The parts of the hull held together by joinery and wooden treenails remained intact for as much as two centuries, suffering gradual erosion of surfaces exposed to the water, unless they were disturbed by outside forces.
Eventually the entire sterncastle, the high, aft portion of the ship that housed the officers' quarters and held up the transom, gradually collapsed into the mud with all the decorative sculptures. The quarter galleries, which were merely nailed to the sides of the sterncastle, collapsed fairly quickly and were found lying almost directly below their original locations.

Human activity was the most destructive factor, as the initial salvage efforts, the recovery of the guns, and the final salvage in the 20th century all left their marks. Peckell and Treileben broke up and removed much of the planking of the weather deck to get to the cannons on the decks below. Peckell reported that he had recovered 30 cartloads of wood from the ship; these might have included not just planking and structural details but also some of the sculptures which today are missing, such as the life-size Roman warrior near the bow and the sculpture of Septimius Severus that adorned the port side of the beakhead.

Since Vasa lay in a busy shipping channel, ships occasionally dropped anchor over her, and one large anchor demolished most of the upper sterncastle, probably in the 19th century. Construction work in Stockholm harbor usually entails blasting of bedrock, and the resulting tonnes of rubble were often dumped in the harbor; some of this landed on the ship, causing further damage to the stern and the upper deck.

Vasa rediscovered 
In the early 1950s, amateur archaeologist Anders Franzén considered the possibility of recovering wrecks from the cold brackish waters of the Baltic because, he reasoned, they were free from the shipworm Teredo navalis, which usually destroys submerged wood rapidly in warmer, saltier seas. Franzén had previously been successful in locating wrecks such as Riksäpplet and Lybska Svan, and after long and tedious research he began looking for Vasa as well. He spent many years probing the waters without success around the many assumed locations of the wreckage. He did not succeed until, based on accounts of an unknown topographical anomaly just south of the Gustav V dock on Beckholmen, he narrowed his search.

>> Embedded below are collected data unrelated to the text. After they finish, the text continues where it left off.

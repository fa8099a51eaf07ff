//! Entities, remote seams and gateway implementations for the Kanban board.

pub mod auth;
pub mod gateway;
pub mod memory;
pub mod models;
pub mod remote;
pub mod types;

pub use auth::{AuthError, AuthProvider, AuthSession, AuthUser};
pub use gateway::{Filter, Gateway, GatewayError, GatewayOp, Table};
pub use memory::{MemoryAuth, MemoryGateway};
pub use remote::{RemoteClient, auth::RestAuth, gateway::RestGateway};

In 1956, with a home-made, gravity-powered coring probe, he located a large wooden object almost parallel to the mouth of dock on Beckholmen. The location of the ship received considerable attention, even if the identification of the ship could not be determined without closer investigation. Soon after the announcement of the find, planning got underway to determine how to excavate and raise Vasa. The Swedish Navy was involved from the start, as were various museums and the National Heritage board, representatives of which eventually formed the Vasa Committee, the predecessor of the Vasa Board.

Recovery 

A number of possible recovery methods were proposed, including filling the ship with ping-pong balls and freezing it in a block of ice, but the method chosen by the Vasa Board (which succeeded the Vasa Committee) was essentially the same one attempted immediately after the sinking. Divers spent two years digging six tunnels under the ship for steel cable slings, which were taken to a pair of lifting pontoons at the surface. The work under the ship was extremely dangerous, requiring the divers to cut tunnels through the clay with high-pressure water jets and suck up the resulting slurry with a dredge, all while working in total darkness with hundreds of tonnes of mud-filled ship overhead. A persisting risk was that the wreck could shift or settle deeper into the mud while a diver was working in a tunnel, trapping him underneath the wreckage. The almost vertical sections of the tunnels near the side of the hull could also potentially collapse and bury a diver inside. Despite the dangerous conditions, more than 1,300 dives were made in the salvage operation without any serious accidents.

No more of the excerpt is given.